Тем не менее, британская корона и парламент, потрясенные американской войной за независимость (1775-1783) и обеспокоенные французским вторжением (1796-1798), приняли Акт о союзе в 1800 году; это был не столько союз, сколько поглощение Изумрудного острова, в лучшем случае - сделка с дураками. Самые богатые ирландские католики действительно получили право голоса с имущественным цензом, и Ирландия получила привилегию избирать 100 представителей в Палату общин. Однако представительство было крайне несбалансированным: хотя, согласно переписи 1801 года, в стране насчитывалось более пяти миллионов ирландцев и почти девять миллионов британцев, последние имели право на более чем 500 мест, в то время как первые - всего 100. В обмен на представительство ирландцев в Палате общин в Лондоне, ирландский парламент был упразднен, очевидно, чтобы избавить правительство в Вестминстере от необходимости иметь дело с католическим большинством в Ирландии. Кроме того, католики по-прежнему должны были платить десятину англиканской церкви Ирландии, что стало источником все более ожесточенных конфликтов.
Ситуация стала еще более напряженной после великого ирландского голода 1845-1848 годов, самого сильного голода в Европе XIX века: почти миллион человек умерли, и еще 1,5 миллиона эмигрировали в последующие годы из первоначального населения, составлявшего около 8 миллионов человек. Многочисленные свидетельства показывают, что британская элита знала о катастрофе и отказывалась предпринимать необходимые шаги для ее предотвращения, в некоторых случаях преследуя квазиявную мальтузианскую цель - сократить число бедных и число бунтовщиков в придачу. Ирландский голод часто сравнивают с великим голодом в Бенгалии (1943-1944), в котором погибло около четырех миллионов человек из пятидесятимиллионного населения. Сравнение не совсем неоправданно, поскольку, хотя в обоих случаях имелись достаточные запасы продовольствия, власти отказались организовать немедленную переброску продуктов в бедствующие районы, отчасти на том основании, что ценам следует дать возможность вырасти, чтобы дать сигнал продавцам, что пришло время реагировать на рыночный спрос.
Эти события высвободили гнев ирландцев против отсутствующих британских лендлордов, которые, не довольствуясь сбором ренты издалека, позволили трагедии развернуться по другую сторону Ирландского моря. В целом, в период 1860-1870 годов не только в Ирландии, но и в Шотландии и Уэльсе начало расти многообразное движение протеста против лендлордов: арендаторы отказывались платить арендную плату и во многих случаях захватывали землю, что порой приводило к жестоким столкновениям с полицией и милицией лендлордов.

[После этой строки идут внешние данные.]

//! DNS Check CLI Application
//!
//! A command-line interface that probes a list of candidate DNS resolvers
//! and writes the usable ones to a file or standard output. This CLI
//! application is a thin shell around the dns-check-lib library.

mod sink;
mod ui;

use clap::builder::styling::{AnsiColor, Effects, Styles};
use clap::Parser;
use dns_check_lib::{
    load_env_config, parse_duration_string, prepare_candidates, CandidateSource, ConfigManager,
    DnsChecker, EnvConfig, FileConfig, ProbeConfig, DEFAULT_DOWNLOAD_TIMEOUT, DEFAULT_LIST_URL,
    MAX_CONCURRENCY,
};
use futures::StreamExt;
use sink::ResultSink;
use std::process;
use std::time::Instant;
use tracing::debug;
use tracing_subscriber::EnvFilter;

const STYLES: Styles = Styles::styled()
    .header(AnsiColor::Yellow.on_default().effects(Effects::BOLD))
    .usage(AnsiColor::Yellow.on_default().effects(Effects::BOLD))
    .literal(AnsiColor::Green.on_default().effects(Effects::BOLD))
    .placeholder(AnsiColor::Cyan.on_default());

/// CLI arguments for dns-check
#[derive(Parser, Debug)]
#[command(name = "dns-check")]
#[command(version = env!("CARGO_PKG_VERSION"))]
#[command(about = "Find usable DNS resolvers in a candidate list")]
#[command(
    long_about = "Probe candidate DNS resolvers concurrently and write the usable ones, one per line.\n\nA resolver is usable when it is reachable over UDP on port 53 and the target hostname resolves on this host."
)]
#[command(styles = STYLES)]
pub struct Args {
    /// Resolver list file (one address per line)
    #[arg(
        short = 'f',
        long = "file",
        value_name = "FILE",
        help_heading = "Resolver List"
    )]
    pub file: Option<String>,

    /// Download the resolver list from this URL [default: public-dns.info list]
    #[arg(
        short = 'g',
        long = "url",
        value_name = "URL",
        help_heading = "Resolver List"
    )]
    pub url: Option<String>,

    /// Hostname to resolve [default: google.com]
    #[arg(
        short = 'd',
        long = "domain",
        value_name = "HOSTNAME",
        help_heading = "Probe"
    )]
    pub domain: Option<String>,

    /// Reachability timeout per probe, e.g. 5s, 500ms [default: 5s]
    #[arg(long = "timeout", value_name = "DURATION", help_heading = "Probe")]
    pub timeout: Option<String>,

    /// Resolution timeout per probe [default: 5s]
    #[arg(
        long = "resolve-timeout",
        value_name = "DURATION",
        help_heading = "Probe"
    )]
    pub resolve_timeout: Option<String>,

    /// Max concurrent probes [default: 10, max: 1000]
    #[arg(
        short = 't',
        long = "threads",
        value_name = "N",
        help_heading = "Performance"
    )]
    pub threads: Option<usize>,

    /// Write usable resolvers to this file instead of stdout
    #[arg(
        short = 'o',
        long = "output",
        value_name = "FILE",
        help_heading = "Output"
    )]
    pub output: Option<String>,

    /// Print the candidates that would be probed and exit
    #[arg(long = "dry-run", help_heading = "Output")]
    pub dry_run: bool,

    /// Print the --dry-run list as JSON
    #[arg(short = 'j', long = "json", help_heading = "Output")]
    pub json: bool,

    /// Use specific config file instead of automatic discovery
    #[arg(long = "config", value_name = "FILE", help_heading = "Configuration")]
    pub config: Option<String>,

    /// Show debug logging
    #[arg(short = 'v', long = "verbose", help_heading = "Configuration")]
    pub verbose: bool,

    /// Only log errors and skip the header and summary
    #[arg(short = 'q', long = "quiet", help_heading = "Configuration")]
    pub quiet: bool,
}

/// Fully resolved settings for one run.
#[derive(Debug, Clone, Default)]
struct RunSettings {
    probe: ProbeConfig,
    source: Option<CandidateSource>,
    output: Option<String>,
}

impl RunSettings {
    /// The configured source, or the public list when nothing was configured.
    fn source(&self) -> CandidateSource {
        self.source
            .clone()
            .unwrap_or_else(|| CandidateSource::Url(DEFAULT_LIST_URL.to_string()))
    }
}

#[tokio::main]
async fn main() {
    let args = Args::parse();

    if let Err(e) = validate_args(&args) {
        eprintln!("Error: {}", e);
        process::exit(1);
    }

    init_logging(&args);

    if let Err(e) = run(args).await {
        eprintln!("Error: {}", e);
        process::exit(1);
    }
}

/// Validate command line arguments
fn validate_args(args: &Args) -> Result<(), String> {
    if args.file.is_some() && args.url.is_some() {
        return Err("Cannot specify both --file and --url".to_string());
    }

    if args.verbose && args.quiet {
        return Err("Cannot specify both --verbose and --quiet".to_string());
    }

    if args.json && !args.dry_run {
        return Err("--json is only supported together with --dry-run".to_string());
    }

    if let Some(threads) = args.threads {
        if threads == 0 || threads > MAX_CONCURRENCY {
            return Err(format!(
                "Concurrency must be between 1 and {}",
                MAX_CONCURRENCY
            ));
        }
    }

    if let Some(domain) = &args.domain {
        if domain.trim().is_empty() {
            return Err("Hostname cannot be empty".to_string());
        }
    }

    for (flag, value) in [
        ("--timeout", &args.timeout),
        ("--resolve-timeout", &args.resolve_timeout),
    ] {
        if let Some(value) = value {
            if parse_duration_string(value).is_none() {
                return Err(format!(
                    "Invalid {} '{}'. Use format like '5s', '500ms', '2m'",
                    flag, value
                ));
            }
        }
    }

    Ok(())
}

/// Install the stderr tracing subscriber. `RUST_LOG` wins over the flags.
fn init_logging(args: &Args) {
    let default_level = if args.quiet {
        "error"
    } else if args.verbose {
        "debug"
    } else {
        "info"
    };

    let filter =
        EnvFilter::try_from_default_env().unwrap_or_else(|_| EnvFilter::new(default_level));

    tracing_subscriber::fmt()
        .with_env_filter(filter)
        .with_writer(std::io::stderr)
        .with_target(false)
        .init();
}

/// Main probing logic
async fn run(args: Args) -> Result<(), Box<dyn std::error::Error>> {
    let info = dns_check_lib::info();
    debug!(version = info.version, "dns-check starting");

    let settings = build_settings(&args)?;
    let source = settings.source();

    // Any failure to obtain the list aborts before a probe is spawned
    let candidates = prepare_candidates(&source.load(DEFAULT_DOWNLOAD_TIMEOUT).await?);

    if args.dry_run {
        if args.json {
            println!("{}", serde_json::to_string_pretty(&candidates)?);
        } else {
            for candidate in &candidates {
                println!("{}", candidate);
            }
        }
        eprintln!("{} resolvers would be probed", candidates.len());
        return Ok(());
    }

    if candidates.is_empty() && !args.quiet {
        ui::print_warning(&format!("No resolvers found in {}", source));
    }

    let mut sink = ResultSink::open(settings.output.as_deref()).await?;

    if !args.quiet {
        ui::print_header(
            candidates.len(),
            settings.probe.concurrency,
            &settings.probe.hostname,
            &source,
        );
    }

    let start_time = Instant::now();
    let checker = DnsChecker::with_config(settings.probe);
    let mut stream = checker.check_servers_stream(&candidates);

    while let Some(server) = stream.next().await {
        sink.write_server(&server).await?;
    }

    let target = sink.target().to_string();
    let usable = sink.finish().await?;

    if !args.quiet {
        ui::print_summary(candidates.len(), usable, &target, start_time.elapsed());
    }

    Ok(())
}

/// Build run settings: defaults < config file < environment < CLI.
fn build_settings(args: &Args) -> Result<RunSettings, Box<dyn std::error::Error>> {
    let config_manager = ConfigManager::new(args.verbose);
    let env_config = load_env_config();

    let file_config = if let Some(explicit_config_path) = &args.config {
        debug!(path = %explicit_config_path, "using config file from --config");
        config_manager
            .load_file(explicit_config_path)
            .map_err(|e| format!("Failed to load config file '{}': {}", explicit_config_path, e))?
    } else if let Some(env_config_path) = &env_config.config {
        debug!(path = %env_config_path, "using config file from DNS_CHECK_CONFIG");
        config_manager
            .load_file(env_config_path)
            .map_err(|e| format!("Failed to load config file '{}': {}", env_config_path, e))?
    } else {
        config_manager.discover_and_load().unwrap_or_default()
    };

    let settings = merge_file_config(RunSettings::default(), file_config);
    let settings = apply_environment_config(settings, &env_config);
    Ok(apply_cli_args(settings, args))
}

/// Pick a list source. A layer that names either one replaces whatever a
/// lower layer chose.
fn choose_source(
    current: Option<CandidateSource>,
    file: Option<&String>,
    url: Option<&String>,
) -> Option<CandidateSource> {
    match (file, url) {
        (Some(file), _) => Some(CandidateSource::File(file.into())),
        (None, Some(url)) => Some(CandidateSource::Url(url.clone())),
        (None, None) => current,
    }
}

/// Apply config file defaults.
fn merge_file_config(mut settings: RunSettings, file_config: FileConfig) -> RunSettings {
    let Some(defaults) = file_config.defaults else {
        return settings;
    };

    if let Some(hostname) = defaults.hostname {
        settings.probe = settings.probe.with_hostname(hostname);
    }
    if let Some(concurrency) = defaults.concurrency {
        settings.probe = settings.probe.with_concurrency(concurrency);
    }
    if let Some(timeout) = defaults.timeout.as_deref().and_then(parse_duration_string) {
        settings.probe = settings.probe.with_timeout(timeout);
    }
    if let Some(timeout) = defaults
        .resolve_timeout
        .as_deref()
        .and_then(parse_duration_string)
    {
        settings.probe = settings.probe.with_resolve_timeout(timeout);
    }

    settings.source = choose_source(
        settings.source,
        defaults.file.as_ref(),
        defaults.url.as_ref(),
    );
    settings.output = defaults.output.or(settings.output);
    settings
}

/// Apply `DNS_CHECK_*` environment values.
fn apply_environment_config(mut settings: RunSettings, env_config: &EnvConfig) -> RunSettings {
    if let Some(hostname) = &env_config.hostname {
        settings.probe = settings.probe.with_hostname(hostname.clone());
    }
    if let Some(concurrency) = env_config.concurrency {
        settings.probe = settings.probe.with_concurrency(concurrency);
    }
    if let Some(timeout) = env_config.timeout {
        settings.probe = settings.probe.with_timeout(timeout);
    }
    if let Some(timeout) = env_config.resolve_timeout {
        settings.probe = settings.probe.with_resolve_timeout(timeout);
    }

    settings.source = choose_source(
        settings.source,
        env_config.file.as_ref(),
        env_config.url.as_ref(),
    );
    if env_config.output.is_some() {
        settings.output = env_config.output.clone();
    }
    settings
}

/// Apply CLI arguments (highest precedence). Arguments are validated first.
fn apply_cli_args(mut settings: RunSettings, args: &Args) -> RunSettings {
    if let Some(domain) = &args.domain {
        settings.probe = settings.probe.with_hostname(domain.trim());
    }
    if let Some(threads) = args.threads {
        settings.probe = settings.probe.with_concurrency(threads);
    }
    if let Some(timeout) = args.timeout.as_deref().and_then(parse_duration_string) {
        settings.probe = settings.probe.with_timeout(timeout);
    }
    if let Some(timeout) = args
        .resolve_timeout
        .as_deref()
        .and_then(parse_duration_string)
    {
        settings.probe = settings.probe.with_resolve_timeout(timeout);
    }

    settings.source = choose_source(settings.source, args.file.as_ref(), args.url.as_ref());
    if args.output.is_some() {
        settings.output = args.output.clone();
    }
    settings
}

Их главным требованием, особенно в Ирландии, было разрешение обрабатывать собственную землю - другими словами, владеть собственностью.
Затем правительство Гладстона приняло Закон о земле Ирландии 1870 года, который усложнил выселение арендаторов и предоставил государственные кредиты арендаторам, желающим выкупить свои участки, а также компенсацию тем, кто был изгнан со своей земли после проведения улучшений (таких как дренаж или ирригация) - обычная жалоба фермеров-арендаторов во всех частях мира. Однако действовавшая в то время правовая система была чрезвычайно благоприятна для землевладельцев, поэтому эти меры практически не имели эффекта. Хозяевам оставалось только поднять арендную плату настолько, чтобы вынудить уйти всех проблемных арендаторов. Ни один суд или правительство того времени и не помышляли о том, чтобы вмешиваться в свободу договора. Пойти на большее означало бы риск накалить отношения между безземельными арендаторами и лендлордами не только в Ирландии, но и в Англии. Опасались, что это может привести к аналогичным требованиям в других секторах сельскохозяйственной экономики и к угрозам против прав собственности в целом, что поставило бы под угрозу владельцев недвижимости и фабрик. Если бы каждый, кто занимал собственность или работал с капиталом в той или иной форме, мог теперь потребовать стать его владельцем на основании того, что он делал это в течение достаточно длительного времени, общество могло бы просто разрушиться. В ирландских земельных дебатах мы слышим тот же аргумент, что и в спорах о корвеях и ложах во время Французской революции: а именно, что любая попытка поставить под сомнение легитимность существующих прав собственности грозит открыть ящик Пандоры; никто не может сказать, чем закончится последующий кризис и выйдет ли общество невредимым.